• **WORK ORDER**: Please copy exactly the lines that begin with the one containing "Self::Urgent | Self::Reminder" and end with the last line of the entries.

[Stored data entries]

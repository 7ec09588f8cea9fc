//! Doctor endpoints.
//!
//! - `GET|POST /api/medecins`
//! - `GET|PUT|DELETE /api/medecins/:id`

use axum::extract::{Path, State};
use axum::http::StatusCode;
use axum::Json;
use serde::{Deserialize, Serialize};

use crate::api::endpoints::{assign_created_at, assign_id};
use crate::api::error::ApiError;
use crate::api::types::ApiContext;
use crate::db;
use crate::models::Medecin;

#[derive(Serialize, Deserialize)]
pub struct MedecinsResponse {
    pub medecins: Vec<Medecin>,
}

/// `GET /api/medecins`
pub async fn list(State(ctx): State<ApiContext>) -> Result<Json<MedecinsResponse>, ApiError> {
    let conn = ctx.open_db()?;
    let medecins = db::list_medecins(&conn)?;
    Ok(Json(MedecinsResponse { medecins }))
}

/// `GET /api/medecins/:id`
pub async fn detail(
    State(ctx): State<ApiContext>,
    Path(id): Path<String>,
) -> Result<Json<Medecin>, ApiError> {
    let conn = ctx.open_db()?;
    fetch(&conn, &id).map(Json)
}

/// `POST /api/medecins`
pub async fn create(
    State(ctx): State<ApiContext>,
    Json(mut medecin): Json<Medecin>,
) -> Result<(StatusCode, Json<Medecin>), ApiError> {
    if medecin.nom.trim().is_empty() {
        return Err(ApiError::BadRequest("Doctor name is required".into()));
    }
    medecin.id = assign_id(&medecin.id);
    medecin.created_at = assign_created_at(medecin.created_at.take());

    let conn = ctx.open_db()?;
    db::insert_medecin(&conn, &medecin)?;
    tracing::info!(medecin_id = %medecin.id, "Doctor created");
    Ok((StatusCode::CREATED, Json(fetch(&conn, &medecin.id)?)))
}

/// `PUT /api/medecins/:id`
pub async fn update(
    State(ctx): State<ApiContext>,
    Path(id): Path<String>,
    Json(mut medecin): Json<Medecin>,
) -> Result<Json<Medecin>, ApiError> {
    medecin.id = id;
    let conn = ctx.open_db()?;
    db::update_medecin(&conn, &medecin)?;
    Ok(Json(fetch(&conn, &medecin.id)?))
}

/// `DELETE /api/medecins/:id`
pub async fn remove(
    State(ctx): State<ApiContext>,
    Path(id): Path<String>,
) -> Result<StatusCode, ApiError> {
    let conn = ctx.open_db()?;
    db::delete_medecin(&conn, &id)?;
    Ok(StatusCode::NO_CONTENT)
}

fn fetch(conn: &rusqlite::Connection, id: &str) -> Result<Medecin, ApiError> {
    db::get_medecin(conn, id)?.ok_or_else(|| ApiError::NotFound(format!("medecin {id} not found")))
}
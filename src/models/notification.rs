use serde::{Deserialize, Serialize};

/// Notification category. Drives icon and color through [`NotificationKind::style`].
#[derive(Debug, Clone, Copy, PartialEq, Eq, Hash, Serialize, Deserialize)]
#[serde(rename_all = "lowercase")]
pub enum NotificationKind {
    Appointment,
    Urgent,
    Reminder,
    Info,
    Success,
    Warning,
}

#[derive(Debug, Clone, Copy, PartialEq, Eq, PartialOrd, Ord, Hash, Serialize, Deserialize)]
#[serde(rename_all = "lowercase")]
pub enum Priority {
    Low,
    Medium,
    High,
}

impl Priority {
    pub fn rank(&self) -> u8 {
        match self {
            Self::High => 3,
            Self::Medium => 2,
            Self::Low => 1,
        }
    }

    pub fn color(&self) -> &'static str {
        match self {
            Self::High => "#ef4444",
            Self::Medium => "#f59e0b",
            Self::Low => "#3b82f6",
        }
    }
}

/// Icon and accent color for a notification kind.
#[derive(Debug, Clone, Copy, PartialEq, Eq, Serialize)]
pub struct KindStyle {
    pub icon: &'static str,
    pub color: &'static str,
}

const KIND_STYLES: &[(NotificationKind, KindStyle)] = &[
    (NotificationKind::Appointment, KindStyle { icon: "calendar", color: "#3b82f6" }),
    (NotificationKind::Urgent, KindStyle { icon: "alert-circle", color: "#ef4444" }),
    (NotificationKind::Reminder, KindStyle { icon: "clock", color: "#f59e0b" }),
    (NotificationKind::Info, KindStyle { icon: "info", color: "#06b6d4" }),
    (NotificationKind::Success, KindStyle { icon: "check-circle", color: "#10b981" }),
    (NotificationKind::Warning, KindStyle { icon: "alert-triangle", color: "#f59e0b" }),
];

impl NotificationKind {
    pub fn style(&self) -> KindStyle {
        KIND_STYLES
            .iter()
            .find(|(kind, _)| kind == self)
            .map(|(_, style)| *style)
            .unwrap_or(KindStyle { icon: "bell", color: "#64748b" })
    }

    /// Accent color once priority is taken into account. High priority
    /// keeps urgent/reminder colors and turns everything else blue.
    pub fn color_for(&self, priority: Priority) -> &'static str {
        if priority == Priority::High {
            return match self {
                Self::Urgent | Self::Reminder => self.style().color,
                _ => "#3b82f6",
            };
        }
        self.style().color
    }
}

/// A derived, never-persisted alert.
#[derive(Debug, Clone, PartialEq, Eq, Serialize, Deserialize)]
pub struct Notification {
    pub id: String,
    pub kind: NotificationKind,
    pub title: String,
    pub message: String,
    /// Relative-time label ("Il y a 3h", "Maintenant", "14:05").
    pub time: String,
    pub read: bool,
    pub priority: Priority,
    pub related_id: Option<String>,
    pub action_url: Option<String>,
}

• **SOLUTION TO THE EXERCISE**:
                Self::Urgent | Self::Reminder => self.style().color,
                _ => "#3b82f6",
            };
        }
        self.style().color
    }
}

/// A derived, never-persisted alert.
#[derive(Debug, Clone, PartialEq, Eq, Serialize, Deserialize)]
pub struct Notification {
    pub id: String,
    pub kind: NotificationKind,
    pub title: String,
    pub message: String,
    /// Relative-time label ("Il y a 3h", "Maintenant", "14:05").
    pub time: String,
    pub read: bool,
    pub priority: Priority,
    pub related_id: Option<String>,
    pub action_url: Option<String>,
}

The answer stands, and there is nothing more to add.